Adding to its AX handlebars released in 2016, Easton has announced a purpose-built alloy wheelset for its Adventure ‘Cross lineup.
- FOX AX gravel suspension fork first ride
- Easton adds some flare to its lineup with the EA 70 AX and EX70 bars
- Stan’s NoTubes Iron Cross wheelset review
The new EA70AX wheels are a mash-up of existing Easton products. Easton’s product manager Adam Marriot says the brand approached the design similarly to how your local custom wheel builder might: find the ideal rim, pair it with a proper spoke count and lacing pattern, and finish with some fancy nipples. Each component has been chosen to complement the next for a ride quality that suits the terrain.
The rim is the same as the Arc XC, meaning the new wheelset is available in 650b and 700c dimensions. Like the mountain rims, they have a 24mm internal width (27mm external) and Easton claims they pair well with 35-40mm tires. That claim seems spot on with my first ride putting about 30 miles on 40mm WTB Nano tires.
Pardon the brief intermission, but the WTB Nanos are worth mentioning. The consistent center tread rolls like it’s void of tread, which is to say they’re fast. But when leaned, the edges really bite and you don’t have to go to the extreme lean to get them to hook up. I’d buy this tire without hesitation. Moving on…
Aside from the benefits of their width, the AX wheels also have a matched depth, given the application. At 20mm they’re easy to accelerate, but more importantly to me, they’re a good balance of durability and stiffness — at least that’s what my first ride indicated.
Between the tires and wheels, both of which were new to me, I never once felt any sort of sluggish sensation, nor did I feel like I was going to have to head straight to the truing stand afterwards.
If you’d like to relate the set up to your rig at home, the air pressure was set at 32psi rear and 28psi front. I’ll have these wheels for long-term testing and time will tell how they hold up.
Standards a plenty
The EA70AX wheels have claimed weights of 1,670g (650b) and 1,760g (700c), and come tubeless-ready with rim strips installed and valves to match.
Front wheels come with options for 15x100mm or 12x100mm thru axles, and can also accommodate 9x100QR.
The rear is suitable for Shimano or XD drivers, and can mate to 12x142mm or 10x135QR frame standards.
Easton was pretty stoked to be able to meet the needs of all the “standards” and both front and rear are center-lock only for rotor mounting.
The terrain chosen to learn about the new wheels was a mix of abandoned fire roads, singletrack and plenty of rocks and roots.
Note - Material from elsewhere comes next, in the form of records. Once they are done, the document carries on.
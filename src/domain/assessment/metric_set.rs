//! Metric set aggregate - the target configuration sites are scored against.

use serde::{Deserialize, Serialize};
use std::fmt;

use super::AssessmentError;
use crate::domain::foundation::{MetricSetId, Timestamp, UserId, ValidationError};
use crate::domain::scoring::DropdownMetric;

/// Maximum length for a metric set name.
pub const MAX_NAME_LENGTH: usize = 200;

/// Stable identifier of a metric within a set (e.g. `daytime_population`).
///
/// Lowercase ASCII letters, digits and underscores, starting with a letter.
#[derive(Debug, Clone, PartialEq, Eq, Hash, PartialOrd, Ord, Serialize, Deserialize)]
#[serde(try_from = "String", into = "String")]
pub struct MetricKey(String);

impl MetricKey {
    pub fn new(key: impl Into<String>) -> Result<Self, ValidationError> {
        let key = key.into();
        if key.is_empty() {
            return Err(ValidationError::empty_field("metric_key"));
        }
        let starts_with_letter = key.starts_with(|c: char| c.is_ascii_lowercase());
        let well_formed = key
            .chars()
            .all(|c| c.is_ascii_lowercase() || c.is_ascii_digit() || c == '_');
        if !starts_with_letter || !well_formed {
            return Err(ValidationError::invalid_format(
                "metric_key",
                format!("'{}' must be snake_case", key),
            ));
        }
        Ok(Self(key))
    }

    pub fn as_str(&self) -> &str {
        &self.0
    }

    /// The dropdown metric this key names, if any.
    pub fn dropdown(&self) -> Option<DropdownMetric> {
        DropdownMetric::from_identifier(&self.0)
    }
}

impl TryFrom<String> for MetricKey {
    type Error = ValidationError;

    fn try_from(value: String) -> Result<Self, Self::Error> {
        Self::new(value)
    }
}

impl From<MetricKey> for String {
    fn from(key: MetricKey) -> Self {
        key.0
    }
}

impl fmt::Display for MetricKey {
    fn fmt(&self, f: &mut fmt::Formatter<'_>) -> fmt::Result {
        f.write_str(&self.0)
    }
}

/// Grouping used when presenting metrics.
#[derive(Debug, Clone, Copy, PartialEq, Eq, Hash, Serialize, Deserialize, Default)]
#[serde(rename_all = "snake_case")]
pub enum MetricCategory {
    Demographics,
    Traffic,
    Competition,
    Economics,
    MarketSaturation,
    #[default]
    Other,
}

/// One configured metric: what is measured, which way is good, and the target.
#[derive(Debug, Clone, PartialEq, Serialize, Deserialize)]
pub struct MetricDefinition {
    pub key: MetricKey,
    pub label: String,
    #[serde(default)]
    pub category: MetricCategory,
    pub higher_is_better: bool,
    pub target_value: Option<f64>,
    #[serde(default, skip_serializing_if = "Option::is_none")]
    pub unit: Option<String>,
}

impl MetricDefinition {
    pub fn new(
        key: MetricKey,
        label: impl Into<String>,
        category: MetricCategory,
        higher_is_better: bool,
    ) -> Self {
        Self {
            key,
            label: label.into(),
            category,
            higher_is_better,
            target_value: None,
            unit: None,
        }
    }

    pub fn with_target(mut self, target: f64) -> Self {
        self.target_value = Some(target);
        self
    }

    pub fn with_unit(mut self, unit: impl Into<String>) -> Self {
        self.unit = Some(unit.into());
        self
    }

    fn validate(&self) -> Result<(), ValidationError> {
        if self.label.trim().is_empty() {
            return Err(ValidationError::empty_field("label"));
        }
        validate_target(self.target_value)
    }
}

fn validate_target(target: Option<f64>) -> Result<(), ValidationError> {
    match target {
        Some(value) if !value.is_finite() => Err(ValidationError::not_finite("target_value")),
        _ => Ok(()),
    }
}

/// Metric set aggregate.
///
/// # Invariants
///
/// - `name` is 1-200 characters, non-blank
/// - metric keys are unique
/// - every target is finite when present
#[derive(Debug, Clone, PartialEq, Serialize, Deserialize)]
pub struct MetricSet {
    id: MetricSetId,
    owner: UserId,
    name: String,
    description: Option<String>,
    metrics: Vec<MetricDefinition>,
    created_at: Timestamp,
    updated_at: Timestamp,
}

impl MetricSet {
    /// Creates a new metric set.
    ///
    /// # Errors
    ///
    /// - `ValidationFailed` for a bad name, duplicate keys, blank labels or
    ///   non-finite targets
    pub fn new(
        owner: UserId,
        name: impl Into<String>,
        description: Option<String>,
        metrics: Vec<MetricDefinition>,
    ) -> Result<Self, AssessmentError> {
        let name = name.into();
        Self::validate_name(&name)?;

        let mut set = Self {
            id: MetricSetId::new(),
            owner,
            name,
            description,
            metrics: Vec::with_capacity(metrics.len()),
            created_at: Timestamp::now(),
            updated_at: Timestamp::now(),
        };
        for metric in metrics {
            set.push_metric(metric)?;
        }
        Ok(set)
    }

    /// Reconstitute a metric set from persistence (no validation).
    pub fn reconstitute(
        id: MetricSetId,
        owner: UserId,
        name: String,
        description: Option<String>,
        metrics: Vec<MetricDefinition>,
        created_at: Timestamp,
        updated_at: Timestamp,
    ) -> Self {
        Self {
            id,
            owner,
            name,
            description,
            metrics,
            created_at,
            updated_at,
        }
    }

    // ─────────────────────────────────────────────────────────────────────────
    // Accessors
    // ─────────────────────────────────────────────────────────────────────────

    pub fn id(&self) -> MetricSetId {
        self.id
    }

    pub fn owner(&self) -> &UserId {
        &self.owner
    }

    pub fn name(&self) -> &str {
        &self.name
    }

    pub fn description(&self) -> Option<&str> {
        self.description.as_deref()
    }

    pub fn metrics(&self) -> &[MetricDefinition] {
        &self.metrics
    }

    pub fn created_at(&self) -> Timestamp {
        self.created_at
    }

    pub fn updated_at(&self) -> Timestamp {
        self.updated_at
    }

    pub fn is_owned_by(&self, user: &UserId) -> bool {
        &self.owner == user
    }

    pub fn definition(&self, key: &MetricKey) -> Option<&MetricDefinition> {
        self.metrics.iter().find(|m| &m.key == key)
    }

    pub fn contains(&self, key: &MetricKey) -> bool {
        self.definition(key).is_some()
    }

    // ─────────────────────────────────────────────────────────────────────────
    // Commands
    // ─────────────────────────────────────────────────────────────────────────

    /// Sets or clears the target for a metric. Returns whether anything changed.
    pub fn update_target(
        &mut self,
        key: &MetricKey,
        target_value: Option<f64>,
    ) -> Result<bool, AssessmentError> {
        validate_target(target_value)?;
        let metric = self.definition_mut(key)?;
        if metric.target_value == target_value {
            return Ok(false);
        }
        metric.target_value = target_value;
        self.touch();
        Ok(true)
    }

    /// Flips the improvement direction for a metric. Returns whether anything changed.
    pub fn set_direction(
        &mut self,
        key: &MetricKey,
        higher_is_better: bool,
    ) -> Result<bool, AssessmentError> {
        let metric = self.definition_mut(key)?;
        if metric.higher_is_better == higher_is_better {
            return Ok(false);
        }
        metric.higher_is_better = higher_is_better;
        self.touch();
        Ok(true)
    }

    pub fn add_metric(&mut self, metric: MetricDefinition) -> Result<(), AssessmentError> {
        self.push_metric(metric)?;
        self.touch();
        Ok(())
    }

    pub fn remove_metric(&mut self, key: &MetricKey) -> Result<MetricDefinition, AssessmentError> {
        let index = self
            .metrics
            .iter()
            .position(|m| &m.key == key)
            .ok_or_else(|| AssessmentError::unknown_metric(key.as_str()))?;
        let removed = self.metrics.remove(index);
        self.touch();
        Ok(removed)
    }

    fn push_metric(&mut self, metric: MetricDefinition) -> Result<(), AssessmentError> {
        metric.validate()?;
        if self.contains(&metric.key) {
            return Err(ValidationError::duplicate("metric_key", metric.key.as_str()).into());
        }
        self.metrics.push(metric);
        Ok(())
    }

    fn definition_mut(
        &mut self,
        key: &MetricKey,
    ) -> Result<&mut MetricDefinition, AssessmentError> {
        self.metrics
            .iter_mut()
            .find(|m| &m.key == key)
            .ok_or_else(|| AssessmentError::unknown_metric(key.as_str()))
    }

    fn validate_name(name: &str) -> Result<(), ValidationError> {
        if name.trim().is_empty() {
            return Err(ValidationError::empty_field("name"));
        }
        if name.chars().count() > MAX_NAME_LENGTH {
            return Err(ValidationError::out_of_range(
                "name",
                1,
                MAX_NAME_LENGTH as i32,
                name.chars().count() as i32,
            ));
        }
        Ok(())
    }

    fn touch(&mut self) {
        self.updated_at = Timestamp::now();
    }
}

#[cfg(test)]
mod tests {
    use super::*;

    fn key(k: &str) -> MetricKey {
        MetricKey::new(k).unwrap()
    }

    fn owner() -> UserId {
        UserId::new("owner-1").unwrap()
    }

    fn sample_set() -> MetricSet {
        MetricSet::new(
            owner(),
            "Quick service - suburban",
            None,
            vec![
                MetricDefinition::new(
                    key("daytime_population"),
                    "Daytime population",
                    MetricCategory::Demographics,
                    true,
                )
                .with_target(25_000.0),
                MetricDefinition::new(
                    key("competitor_count"),
                    "Competitors within 1mi",
                    MetricCategory::Competition,
                    false,
                )
                .with_target(3.0),
            ],
        )
        .unwrap()
    }

    #[test]
    fn metric_key_accepts_snake_case() {
        assert!(MetricKey::new("median_income_2024").is_ok());
    }

    #[test]
    fn metric_key_rejects_bad_shapes() {
        assert!(MetricKey::new("").is_err());
        assert!(MetricKey::new("Median").is_err());
        assert!(MetricKey::new("2nd_metric").is_err());
        assert!(MetricKey::new("has space").is_err());
    }

    #[test]
    fn metric_key_knows_dropdowns() {
        assert_eq!(
            key("demand_supply_balance").dropdown(),
            Some(DropdownMetric::SupplyDemandBalance)
        );
        assert_eq!(key("daytime_population").dropdown(), None);
    }

    #[test]
    fn new_rejects_blank_name() {
        let result = MetricSet::new(owner(), "  ", None, vec![]);
        assert!(matches!(result, Err(AssessmentError::ValidationFailed { .. })));
    }

    #[test]
    fn new_rejects_duplicate_keys() {
        let metric = MetricDefinition::new(
            key("traffic_count"),
            "Traffic",
            MetricCategory::Traffic,
            true,
        );
        let result = MetricSet::new(owner(), "Dupes", None, vec![metric.clone(), metric]);
        match result {
            Err(AssessmentError::ValidationFailed { field, .. }) => assert_eq!(field, "metric_key"),
            other => panic!("expected duplicate error, got {:?}", other),
        }
    }

    #[test]
    fn new_rejects_non_finite_target() {
        let metric = MetricDefinition::new(
            key("traffic_count"),
            "Traffic",
            MetricCategory::Traffic,
            true,
        )
        .with_target(f64::INFINITY);
        assert!(MetricSet::new(owner(), "Bad", None, vec![metric]).is_err());
    }

    #[test]
    fn update_target_reports_change() {
        let mut set = sample_set();
        assert!(set.update_target(&key("competitor_count"), Some(5.0)).unwrap());
        assert!(!set.update_target(&key("competitor_count"), Some(5.0)).unwrap());
        assert_eq!(
            set.definition(&key("competitor_count")).unwrap().target_value,
            Some(5.0)
        );
    }

    #[test]
    fn update_target_can_clear() {
        let mut set = sample_set();
        assert!(set.update_target(&key("daytime_population"), None).unwrap());
        assert_eq!(set.definition(&key("daytime_population")).unwrap().target_value, None);
    }

    #[test]
    fn update_target_unknown_metric_fails() {
        let mut set = sample_set();
        let result = set.update_target(&key("parking_spaces"), Some(40.0));
        assert_eq!(result, Err(AssessmentError::UnknownMetric("parking_spaces".to_string())));
    }

    #[test]
    fn set_direction_flips_flag() {
        let mut set = sample_set();
        assert!(set.set_direction(&key("daytime_population"), false).unwrap());
        assert!(!set.definition(&key("daytime_population")).unwrap().higher_is_better);
    }

    #[test]
    fn add_and_remove_metric() {
        let mut set = sample_set();
        let parking =
            MetricDefinition::new(key("parking_spaces"), "Parking", MetricCategory::Other, true);
        set.add_metric(parking).unwrap();
        assert_eq!(set.metrics().len(), 3);

        let removed = set.remove_metric(&key("competitor_count")).unwrap();
        assert_eq!(removed.label, "Competitors within 1mi");
        assert_eq!(set.metrics().len(), 2);
        assert!(set.remove_metric(&key("competitor_count")).is_err());
    }

    #[test]
    fn metric_definition_deserializes_with_defaults() {
        let json = r#"{"key":"foot_traffic","label":"Foot traffic",
            "higher_is_better":true,"target_value":null}"#;
        let def: MetricDefinition = serde_json::from_str(json).unwrap();
        assert_eq!(def.category, MetricCategory::Other);
        assert_eq!(def.unit, None);
    }
}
If you’re familiar with the area, Big Basin State Park has plenty of features to trash some pretty new wheels, and despite my best effort, they were as straight at the end as they were out of the box. Furthermore, they were mounted up front to the new Fox AX fork, which allowed me to push far harder than I would on a rigid fork.
Although looks are the last thing on some people’s radar, it’s one of the top considerations for me, I liked the subtle graphic design package Easton opted to use. It’s not too noisy and gives just enough flash to complement the rim shape without being obnoxious, and it’ll mate to the color pallete of just about any frame or component selection.
Plus, even though the wheels are alloy they have a carbon appearance. Perhaps I’m admitting a bit too much to my vanity, but I like the look of carbon wheels and these fit the bill.
Easton EA70AX price and availability
If all that sounds awesome for your riding, terrain and vanity, the only issue left is price.
Despite wanting to have at least a little something to complain about, the $600 retail price is, in my book, an affordable option, and Easton says the wheels should be hitting your local dealer later in May.
Easton EA70AX first impressions
Based on only four hours of riding, I think Easton is on to something: more durability than a road wheel, not as overbuilt as a mountain wheel and a price point that’s pretty tempting.
Here at BikeRadar we’re pretty stoked to see how things hold up to long-term testing. More to come.